## TASK PROMPT:
Beneath this instruction is a block of data; output from it exactly the lines that run from the one containing "given allocator and" through the one containing "let initial_capacity = config.effective_initial_capacity();", inclusive.

(Saved entries)
^^^^^^^^^^^^^^^^

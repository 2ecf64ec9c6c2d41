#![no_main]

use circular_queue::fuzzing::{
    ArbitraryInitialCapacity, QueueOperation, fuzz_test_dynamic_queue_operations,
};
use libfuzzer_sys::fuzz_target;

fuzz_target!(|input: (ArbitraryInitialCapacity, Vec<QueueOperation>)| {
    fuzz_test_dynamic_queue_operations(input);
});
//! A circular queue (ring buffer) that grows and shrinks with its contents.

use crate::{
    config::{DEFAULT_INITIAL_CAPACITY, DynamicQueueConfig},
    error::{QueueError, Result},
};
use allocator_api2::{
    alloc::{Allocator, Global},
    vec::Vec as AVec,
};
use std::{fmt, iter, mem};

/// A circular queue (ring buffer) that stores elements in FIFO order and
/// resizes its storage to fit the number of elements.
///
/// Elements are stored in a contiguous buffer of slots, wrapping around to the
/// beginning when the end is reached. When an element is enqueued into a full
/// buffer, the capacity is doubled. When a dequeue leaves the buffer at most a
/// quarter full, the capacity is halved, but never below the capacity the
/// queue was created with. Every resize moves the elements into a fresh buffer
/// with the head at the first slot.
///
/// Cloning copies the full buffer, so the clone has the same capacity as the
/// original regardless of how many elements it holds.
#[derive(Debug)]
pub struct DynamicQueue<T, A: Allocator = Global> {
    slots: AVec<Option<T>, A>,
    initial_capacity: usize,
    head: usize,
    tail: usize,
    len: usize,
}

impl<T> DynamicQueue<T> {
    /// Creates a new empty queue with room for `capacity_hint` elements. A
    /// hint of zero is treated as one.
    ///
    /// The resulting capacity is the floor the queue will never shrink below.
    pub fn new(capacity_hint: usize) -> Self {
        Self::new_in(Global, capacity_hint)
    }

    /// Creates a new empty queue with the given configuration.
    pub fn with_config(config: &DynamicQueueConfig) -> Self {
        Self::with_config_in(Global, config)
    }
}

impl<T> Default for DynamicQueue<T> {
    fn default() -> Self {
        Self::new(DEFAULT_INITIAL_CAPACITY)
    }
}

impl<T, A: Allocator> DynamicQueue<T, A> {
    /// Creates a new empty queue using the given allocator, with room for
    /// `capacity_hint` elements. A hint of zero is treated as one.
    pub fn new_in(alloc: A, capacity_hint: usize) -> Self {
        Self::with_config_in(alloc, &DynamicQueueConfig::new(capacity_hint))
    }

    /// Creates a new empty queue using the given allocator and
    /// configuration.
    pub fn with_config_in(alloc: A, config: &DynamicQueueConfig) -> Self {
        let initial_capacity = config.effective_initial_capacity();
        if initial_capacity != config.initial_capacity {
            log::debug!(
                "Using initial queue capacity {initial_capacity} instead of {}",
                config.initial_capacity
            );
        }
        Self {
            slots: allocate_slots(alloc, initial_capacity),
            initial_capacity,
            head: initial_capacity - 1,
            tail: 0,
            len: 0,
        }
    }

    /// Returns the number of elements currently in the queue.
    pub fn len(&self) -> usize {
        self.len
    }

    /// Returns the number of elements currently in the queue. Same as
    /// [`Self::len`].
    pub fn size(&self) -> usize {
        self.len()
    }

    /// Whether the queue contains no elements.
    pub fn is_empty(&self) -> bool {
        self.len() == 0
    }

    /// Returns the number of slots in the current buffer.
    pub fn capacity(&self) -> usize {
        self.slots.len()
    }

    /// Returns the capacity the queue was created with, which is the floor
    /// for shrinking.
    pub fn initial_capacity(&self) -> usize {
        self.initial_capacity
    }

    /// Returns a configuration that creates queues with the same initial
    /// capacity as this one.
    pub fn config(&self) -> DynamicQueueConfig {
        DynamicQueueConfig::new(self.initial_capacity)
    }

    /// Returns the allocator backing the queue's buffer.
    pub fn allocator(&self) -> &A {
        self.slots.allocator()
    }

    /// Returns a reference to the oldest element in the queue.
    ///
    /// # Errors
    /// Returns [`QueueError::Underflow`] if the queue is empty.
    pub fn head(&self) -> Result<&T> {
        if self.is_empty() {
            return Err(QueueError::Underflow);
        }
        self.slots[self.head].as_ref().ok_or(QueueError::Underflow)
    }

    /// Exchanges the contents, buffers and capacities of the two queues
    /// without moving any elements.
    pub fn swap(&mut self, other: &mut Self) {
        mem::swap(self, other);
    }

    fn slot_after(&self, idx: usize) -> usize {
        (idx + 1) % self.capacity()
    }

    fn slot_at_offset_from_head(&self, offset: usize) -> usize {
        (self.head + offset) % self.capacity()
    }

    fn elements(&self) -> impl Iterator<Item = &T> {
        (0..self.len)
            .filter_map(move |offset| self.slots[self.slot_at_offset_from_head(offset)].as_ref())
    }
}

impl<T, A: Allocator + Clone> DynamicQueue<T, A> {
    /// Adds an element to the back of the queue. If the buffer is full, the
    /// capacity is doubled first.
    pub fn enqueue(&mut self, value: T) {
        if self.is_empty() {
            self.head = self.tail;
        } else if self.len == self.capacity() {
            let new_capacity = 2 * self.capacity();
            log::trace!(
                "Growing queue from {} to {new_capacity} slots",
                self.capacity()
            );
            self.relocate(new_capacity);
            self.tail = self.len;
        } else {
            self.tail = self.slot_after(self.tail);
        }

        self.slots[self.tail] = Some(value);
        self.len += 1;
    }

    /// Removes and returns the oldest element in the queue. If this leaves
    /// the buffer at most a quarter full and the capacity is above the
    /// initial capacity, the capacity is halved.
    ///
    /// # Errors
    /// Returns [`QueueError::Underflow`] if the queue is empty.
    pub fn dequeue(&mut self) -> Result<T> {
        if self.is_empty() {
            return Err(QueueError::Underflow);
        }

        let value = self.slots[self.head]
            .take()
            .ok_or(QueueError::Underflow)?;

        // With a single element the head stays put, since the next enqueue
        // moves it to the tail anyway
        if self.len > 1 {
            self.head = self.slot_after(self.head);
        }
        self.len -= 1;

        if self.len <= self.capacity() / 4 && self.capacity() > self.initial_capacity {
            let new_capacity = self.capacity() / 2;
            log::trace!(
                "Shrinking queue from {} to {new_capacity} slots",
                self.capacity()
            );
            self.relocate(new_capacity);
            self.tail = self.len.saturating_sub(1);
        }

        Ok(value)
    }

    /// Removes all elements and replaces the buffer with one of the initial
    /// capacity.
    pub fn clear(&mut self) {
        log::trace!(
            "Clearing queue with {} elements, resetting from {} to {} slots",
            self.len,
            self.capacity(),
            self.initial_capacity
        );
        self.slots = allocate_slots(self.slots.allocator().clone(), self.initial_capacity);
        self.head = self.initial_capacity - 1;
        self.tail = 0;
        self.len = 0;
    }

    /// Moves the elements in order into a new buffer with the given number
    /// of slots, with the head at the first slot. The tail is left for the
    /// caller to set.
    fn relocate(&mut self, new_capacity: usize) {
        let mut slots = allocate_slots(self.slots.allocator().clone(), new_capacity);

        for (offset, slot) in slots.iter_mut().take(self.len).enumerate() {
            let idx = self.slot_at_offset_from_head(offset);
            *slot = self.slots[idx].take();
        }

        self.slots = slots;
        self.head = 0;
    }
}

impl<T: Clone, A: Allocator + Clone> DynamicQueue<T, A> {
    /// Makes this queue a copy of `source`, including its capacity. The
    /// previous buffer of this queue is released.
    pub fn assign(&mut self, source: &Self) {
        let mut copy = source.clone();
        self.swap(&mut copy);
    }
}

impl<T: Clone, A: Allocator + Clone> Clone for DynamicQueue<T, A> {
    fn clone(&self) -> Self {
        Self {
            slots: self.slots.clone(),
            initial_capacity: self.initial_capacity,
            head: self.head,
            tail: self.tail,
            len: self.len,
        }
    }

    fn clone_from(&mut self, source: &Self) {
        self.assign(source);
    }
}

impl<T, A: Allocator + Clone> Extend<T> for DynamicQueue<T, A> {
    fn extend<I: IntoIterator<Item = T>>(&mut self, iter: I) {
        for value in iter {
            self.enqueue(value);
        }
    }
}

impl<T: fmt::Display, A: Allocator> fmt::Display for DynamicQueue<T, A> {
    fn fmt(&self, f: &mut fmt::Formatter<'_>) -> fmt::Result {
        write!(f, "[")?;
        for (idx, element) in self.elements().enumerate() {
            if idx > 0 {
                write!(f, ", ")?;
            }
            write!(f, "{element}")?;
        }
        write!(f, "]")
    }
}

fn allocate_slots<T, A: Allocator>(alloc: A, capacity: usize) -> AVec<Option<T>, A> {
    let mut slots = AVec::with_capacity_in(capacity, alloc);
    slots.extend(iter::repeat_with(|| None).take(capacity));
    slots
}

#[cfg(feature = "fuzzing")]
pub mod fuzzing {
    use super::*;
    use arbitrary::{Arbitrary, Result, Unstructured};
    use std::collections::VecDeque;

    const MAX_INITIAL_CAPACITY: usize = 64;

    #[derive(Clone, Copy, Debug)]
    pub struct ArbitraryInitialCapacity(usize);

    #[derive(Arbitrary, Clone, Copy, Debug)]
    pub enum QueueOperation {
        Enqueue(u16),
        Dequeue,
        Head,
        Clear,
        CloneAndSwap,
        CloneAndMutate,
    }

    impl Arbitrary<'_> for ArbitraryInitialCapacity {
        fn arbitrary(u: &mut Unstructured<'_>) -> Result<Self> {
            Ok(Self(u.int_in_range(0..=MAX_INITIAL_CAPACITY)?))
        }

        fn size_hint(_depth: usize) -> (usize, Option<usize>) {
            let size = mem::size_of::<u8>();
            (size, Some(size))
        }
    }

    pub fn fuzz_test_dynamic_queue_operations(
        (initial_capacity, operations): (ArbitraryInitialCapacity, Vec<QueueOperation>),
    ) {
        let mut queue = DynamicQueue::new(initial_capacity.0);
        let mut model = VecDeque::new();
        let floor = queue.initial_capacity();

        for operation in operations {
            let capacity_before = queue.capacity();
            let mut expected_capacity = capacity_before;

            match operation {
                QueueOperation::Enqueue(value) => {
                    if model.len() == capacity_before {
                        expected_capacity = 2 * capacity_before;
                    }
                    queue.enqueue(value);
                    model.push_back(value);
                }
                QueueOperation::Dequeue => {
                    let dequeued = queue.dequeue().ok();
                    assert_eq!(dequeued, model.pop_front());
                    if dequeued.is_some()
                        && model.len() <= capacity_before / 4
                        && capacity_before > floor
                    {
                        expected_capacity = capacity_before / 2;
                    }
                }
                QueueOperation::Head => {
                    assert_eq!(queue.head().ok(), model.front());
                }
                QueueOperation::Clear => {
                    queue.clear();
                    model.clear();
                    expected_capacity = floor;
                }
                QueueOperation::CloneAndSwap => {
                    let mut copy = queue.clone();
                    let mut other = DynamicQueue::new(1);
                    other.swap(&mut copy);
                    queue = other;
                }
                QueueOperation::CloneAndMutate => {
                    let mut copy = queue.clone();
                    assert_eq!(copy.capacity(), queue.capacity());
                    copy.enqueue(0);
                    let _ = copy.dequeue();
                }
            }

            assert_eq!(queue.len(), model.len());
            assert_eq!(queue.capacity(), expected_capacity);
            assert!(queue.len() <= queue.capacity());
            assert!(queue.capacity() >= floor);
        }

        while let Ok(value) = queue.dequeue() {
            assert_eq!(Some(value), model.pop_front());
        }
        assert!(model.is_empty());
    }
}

^^^^^^^^^^^^^^^^

## TASK OUTPUT:
    /// Creates a new empty queue using the given allocator and
    /// configuration.
    pub fn with_config_in(alloc: A, config: &DynamicQueueConfig) -> Self {
        let initial_capacity = config.effective_initial_capacity();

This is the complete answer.